> _INSTRUCTIONS FOR THE TASK_
Count how many lines of the data include "Role". The answer is that number and nothing else.

> _GIVEN RECORDS_

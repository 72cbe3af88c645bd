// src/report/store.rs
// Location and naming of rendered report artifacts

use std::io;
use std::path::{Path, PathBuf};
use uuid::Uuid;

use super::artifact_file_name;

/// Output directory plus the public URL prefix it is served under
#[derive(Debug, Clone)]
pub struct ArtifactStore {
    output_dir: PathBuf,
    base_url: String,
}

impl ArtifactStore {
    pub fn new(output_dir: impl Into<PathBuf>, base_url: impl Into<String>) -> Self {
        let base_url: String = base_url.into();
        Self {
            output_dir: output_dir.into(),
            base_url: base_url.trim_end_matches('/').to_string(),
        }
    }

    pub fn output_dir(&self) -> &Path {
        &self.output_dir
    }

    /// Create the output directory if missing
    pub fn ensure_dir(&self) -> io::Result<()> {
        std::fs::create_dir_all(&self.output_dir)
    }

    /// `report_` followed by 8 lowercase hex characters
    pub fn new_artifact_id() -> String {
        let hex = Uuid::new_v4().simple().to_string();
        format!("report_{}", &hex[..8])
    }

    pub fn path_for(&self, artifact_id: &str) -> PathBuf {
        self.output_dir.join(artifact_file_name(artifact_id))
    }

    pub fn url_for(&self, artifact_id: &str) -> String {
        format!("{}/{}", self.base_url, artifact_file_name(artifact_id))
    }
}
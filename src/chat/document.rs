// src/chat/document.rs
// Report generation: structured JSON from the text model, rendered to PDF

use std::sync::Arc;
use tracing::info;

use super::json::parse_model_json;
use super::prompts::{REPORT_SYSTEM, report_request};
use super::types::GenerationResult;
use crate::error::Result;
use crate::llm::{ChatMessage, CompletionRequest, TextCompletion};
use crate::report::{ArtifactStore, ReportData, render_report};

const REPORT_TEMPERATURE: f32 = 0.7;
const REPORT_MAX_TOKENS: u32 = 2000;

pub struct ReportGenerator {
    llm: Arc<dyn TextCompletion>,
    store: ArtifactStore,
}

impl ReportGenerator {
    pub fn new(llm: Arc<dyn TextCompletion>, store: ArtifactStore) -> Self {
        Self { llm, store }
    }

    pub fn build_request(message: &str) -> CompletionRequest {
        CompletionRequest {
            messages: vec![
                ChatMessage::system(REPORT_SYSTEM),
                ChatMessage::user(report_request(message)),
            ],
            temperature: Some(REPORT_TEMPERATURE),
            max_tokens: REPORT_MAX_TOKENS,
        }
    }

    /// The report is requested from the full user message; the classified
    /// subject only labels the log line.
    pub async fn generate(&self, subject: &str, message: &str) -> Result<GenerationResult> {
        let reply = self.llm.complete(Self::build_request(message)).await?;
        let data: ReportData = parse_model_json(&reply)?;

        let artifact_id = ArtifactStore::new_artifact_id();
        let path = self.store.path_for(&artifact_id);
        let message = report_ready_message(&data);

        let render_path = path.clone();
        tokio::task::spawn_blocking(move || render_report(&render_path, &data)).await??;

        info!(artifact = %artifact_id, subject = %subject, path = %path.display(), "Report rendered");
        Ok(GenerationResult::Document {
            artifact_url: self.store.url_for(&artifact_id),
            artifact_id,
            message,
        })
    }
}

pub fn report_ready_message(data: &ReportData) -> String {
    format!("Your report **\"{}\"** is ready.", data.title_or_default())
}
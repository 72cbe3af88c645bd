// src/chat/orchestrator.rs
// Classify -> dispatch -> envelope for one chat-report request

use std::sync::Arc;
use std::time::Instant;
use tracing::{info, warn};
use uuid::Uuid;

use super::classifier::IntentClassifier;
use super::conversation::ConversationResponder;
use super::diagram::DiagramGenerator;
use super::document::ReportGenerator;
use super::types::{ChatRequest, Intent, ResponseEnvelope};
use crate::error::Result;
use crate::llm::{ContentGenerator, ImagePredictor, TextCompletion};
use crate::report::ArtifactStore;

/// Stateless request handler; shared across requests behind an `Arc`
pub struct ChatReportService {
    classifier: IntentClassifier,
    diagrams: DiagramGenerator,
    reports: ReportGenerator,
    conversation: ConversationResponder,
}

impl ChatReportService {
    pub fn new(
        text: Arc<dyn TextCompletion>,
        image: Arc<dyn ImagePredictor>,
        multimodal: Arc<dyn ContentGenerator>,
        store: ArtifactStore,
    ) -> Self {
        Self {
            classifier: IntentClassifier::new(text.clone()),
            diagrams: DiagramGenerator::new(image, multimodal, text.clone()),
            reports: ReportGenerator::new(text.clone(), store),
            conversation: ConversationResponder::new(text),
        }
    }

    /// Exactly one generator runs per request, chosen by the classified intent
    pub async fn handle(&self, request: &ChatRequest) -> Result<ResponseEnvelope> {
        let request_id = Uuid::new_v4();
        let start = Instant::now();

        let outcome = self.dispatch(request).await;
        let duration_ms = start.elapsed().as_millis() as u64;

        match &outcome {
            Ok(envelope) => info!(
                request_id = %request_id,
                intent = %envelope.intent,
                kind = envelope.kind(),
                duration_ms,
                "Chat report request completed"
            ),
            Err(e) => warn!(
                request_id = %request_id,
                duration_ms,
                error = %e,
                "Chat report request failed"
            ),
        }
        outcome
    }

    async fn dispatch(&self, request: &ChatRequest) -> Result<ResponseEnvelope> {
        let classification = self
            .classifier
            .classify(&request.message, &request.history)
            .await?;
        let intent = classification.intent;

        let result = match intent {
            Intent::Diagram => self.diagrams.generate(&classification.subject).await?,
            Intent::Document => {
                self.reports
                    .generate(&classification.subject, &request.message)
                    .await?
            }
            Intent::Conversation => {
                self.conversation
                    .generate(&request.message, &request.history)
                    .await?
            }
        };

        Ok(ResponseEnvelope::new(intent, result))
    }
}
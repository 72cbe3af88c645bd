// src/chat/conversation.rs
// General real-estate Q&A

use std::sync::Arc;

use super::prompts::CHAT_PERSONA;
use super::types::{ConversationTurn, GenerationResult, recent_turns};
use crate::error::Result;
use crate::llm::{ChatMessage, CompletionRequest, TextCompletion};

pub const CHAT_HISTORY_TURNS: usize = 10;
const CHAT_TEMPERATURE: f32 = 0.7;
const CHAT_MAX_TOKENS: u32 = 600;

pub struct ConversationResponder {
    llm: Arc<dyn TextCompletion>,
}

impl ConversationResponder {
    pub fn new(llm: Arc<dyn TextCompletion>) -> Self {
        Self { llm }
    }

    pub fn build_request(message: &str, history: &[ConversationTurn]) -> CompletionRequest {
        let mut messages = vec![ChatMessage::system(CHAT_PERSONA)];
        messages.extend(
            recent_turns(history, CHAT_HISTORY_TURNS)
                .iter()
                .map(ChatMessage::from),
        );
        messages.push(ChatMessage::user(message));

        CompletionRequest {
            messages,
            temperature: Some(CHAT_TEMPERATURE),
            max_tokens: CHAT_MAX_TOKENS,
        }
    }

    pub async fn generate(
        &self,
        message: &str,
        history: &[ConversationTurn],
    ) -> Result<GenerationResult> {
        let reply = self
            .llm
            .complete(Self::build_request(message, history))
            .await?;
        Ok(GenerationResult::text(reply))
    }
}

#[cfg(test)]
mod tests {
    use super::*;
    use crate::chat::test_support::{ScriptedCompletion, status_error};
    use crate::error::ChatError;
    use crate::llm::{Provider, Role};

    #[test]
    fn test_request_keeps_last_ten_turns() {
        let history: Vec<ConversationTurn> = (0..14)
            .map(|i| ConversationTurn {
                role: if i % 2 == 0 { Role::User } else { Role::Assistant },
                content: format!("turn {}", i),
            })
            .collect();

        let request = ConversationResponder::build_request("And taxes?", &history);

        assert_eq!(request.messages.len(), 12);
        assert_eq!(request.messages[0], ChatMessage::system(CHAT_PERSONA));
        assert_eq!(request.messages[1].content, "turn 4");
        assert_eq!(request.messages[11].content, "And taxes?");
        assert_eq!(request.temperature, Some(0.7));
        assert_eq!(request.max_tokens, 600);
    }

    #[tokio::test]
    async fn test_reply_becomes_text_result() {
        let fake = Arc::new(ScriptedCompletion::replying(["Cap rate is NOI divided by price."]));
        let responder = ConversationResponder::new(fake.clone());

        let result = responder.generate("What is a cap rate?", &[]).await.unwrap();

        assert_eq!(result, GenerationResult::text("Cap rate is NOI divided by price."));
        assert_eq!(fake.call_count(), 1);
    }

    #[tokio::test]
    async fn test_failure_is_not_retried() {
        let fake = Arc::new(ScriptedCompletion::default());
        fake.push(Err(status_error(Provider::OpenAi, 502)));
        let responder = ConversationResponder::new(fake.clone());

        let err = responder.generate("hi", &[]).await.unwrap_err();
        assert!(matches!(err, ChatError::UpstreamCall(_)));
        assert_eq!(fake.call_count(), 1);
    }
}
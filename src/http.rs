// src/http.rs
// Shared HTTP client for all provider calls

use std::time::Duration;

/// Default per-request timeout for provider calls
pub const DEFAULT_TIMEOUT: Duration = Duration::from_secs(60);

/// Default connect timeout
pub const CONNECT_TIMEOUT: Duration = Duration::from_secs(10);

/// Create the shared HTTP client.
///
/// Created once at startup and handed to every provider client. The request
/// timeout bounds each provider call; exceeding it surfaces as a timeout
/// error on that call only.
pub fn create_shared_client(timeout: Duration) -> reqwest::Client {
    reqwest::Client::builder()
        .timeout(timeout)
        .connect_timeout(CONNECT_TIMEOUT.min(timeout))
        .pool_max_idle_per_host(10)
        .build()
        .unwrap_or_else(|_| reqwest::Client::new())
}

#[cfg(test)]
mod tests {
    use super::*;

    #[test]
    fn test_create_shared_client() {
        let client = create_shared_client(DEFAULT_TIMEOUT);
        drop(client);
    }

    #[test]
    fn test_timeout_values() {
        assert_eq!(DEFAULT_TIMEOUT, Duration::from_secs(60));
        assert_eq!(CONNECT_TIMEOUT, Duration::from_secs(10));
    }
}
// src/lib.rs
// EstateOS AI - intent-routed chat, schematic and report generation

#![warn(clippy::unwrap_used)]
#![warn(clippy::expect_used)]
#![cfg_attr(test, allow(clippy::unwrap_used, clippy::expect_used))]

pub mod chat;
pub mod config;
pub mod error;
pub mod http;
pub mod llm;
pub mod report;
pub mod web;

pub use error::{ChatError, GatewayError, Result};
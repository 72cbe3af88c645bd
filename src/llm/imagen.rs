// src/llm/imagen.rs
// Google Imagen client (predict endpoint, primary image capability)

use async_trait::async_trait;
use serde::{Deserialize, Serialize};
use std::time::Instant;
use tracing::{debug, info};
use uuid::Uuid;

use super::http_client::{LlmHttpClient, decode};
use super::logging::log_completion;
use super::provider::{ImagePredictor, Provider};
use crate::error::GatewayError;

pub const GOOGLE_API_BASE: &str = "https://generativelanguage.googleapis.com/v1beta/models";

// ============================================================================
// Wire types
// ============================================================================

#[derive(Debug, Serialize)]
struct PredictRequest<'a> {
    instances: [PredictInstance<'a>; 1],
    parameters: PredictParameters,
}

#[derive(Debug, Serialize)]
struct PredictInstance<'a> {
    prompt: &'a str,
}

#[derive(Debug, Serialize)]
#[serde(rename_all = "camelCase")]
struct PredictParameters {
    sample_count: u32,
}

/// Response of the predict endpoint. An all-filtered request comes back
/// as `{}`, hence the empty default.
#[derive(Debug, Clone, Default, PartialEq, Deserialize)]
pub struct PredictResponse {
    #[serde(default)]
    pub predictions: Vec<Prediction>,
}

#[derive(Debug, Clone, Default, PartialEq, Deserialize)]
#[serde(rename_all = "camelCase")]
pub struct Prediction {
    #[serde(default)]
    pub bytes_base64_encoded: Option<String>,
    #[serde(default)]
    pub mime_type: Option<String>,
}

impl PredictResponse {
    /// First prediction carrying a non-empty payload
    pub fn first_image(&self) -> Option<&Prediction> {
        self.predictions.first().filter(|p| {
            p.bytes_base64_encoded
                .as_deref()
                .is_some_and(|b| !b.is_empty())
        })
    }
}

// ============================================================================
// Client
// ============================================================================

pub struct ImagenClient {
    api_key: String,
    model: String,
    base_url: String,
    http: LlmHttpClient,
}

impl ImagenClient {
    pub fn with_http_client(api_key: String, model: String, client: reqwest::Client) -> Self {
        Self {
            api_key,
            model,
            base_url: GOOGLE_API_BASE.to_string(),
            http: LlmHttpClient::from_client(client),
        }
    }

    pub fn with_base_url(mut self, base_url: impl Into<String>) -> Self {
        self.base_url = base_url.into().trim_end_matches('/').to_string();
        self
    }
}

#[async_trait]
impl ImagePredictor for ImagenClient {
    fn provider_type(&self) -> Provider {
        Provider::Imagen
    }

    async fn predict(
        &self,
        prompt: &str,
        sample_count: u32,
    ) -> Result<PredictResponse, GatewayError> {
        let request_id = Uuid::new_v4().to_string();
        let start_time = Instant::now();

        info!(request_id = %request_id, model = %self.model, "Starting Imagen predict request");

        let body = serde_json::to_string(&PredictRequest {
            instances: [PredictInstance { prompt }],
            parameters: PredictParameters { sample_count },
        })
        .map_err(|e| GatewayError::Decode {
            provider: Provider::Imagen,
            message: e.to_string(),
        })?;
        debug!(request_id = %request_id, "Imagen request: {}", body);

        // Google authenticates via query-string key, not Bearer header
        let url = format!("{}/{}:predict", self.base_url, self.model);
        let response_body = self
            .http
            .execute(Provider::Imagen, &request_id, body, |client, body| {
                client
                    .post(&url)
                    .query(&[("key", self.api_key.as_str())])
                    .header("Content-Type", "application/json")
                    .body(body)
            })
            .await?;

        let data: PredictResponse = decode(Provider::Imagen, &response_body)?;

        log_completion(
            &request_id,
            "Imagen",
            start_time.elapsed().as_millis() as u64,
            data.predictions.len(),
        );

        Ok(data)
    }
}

> _SOLVED PROBLEM_
2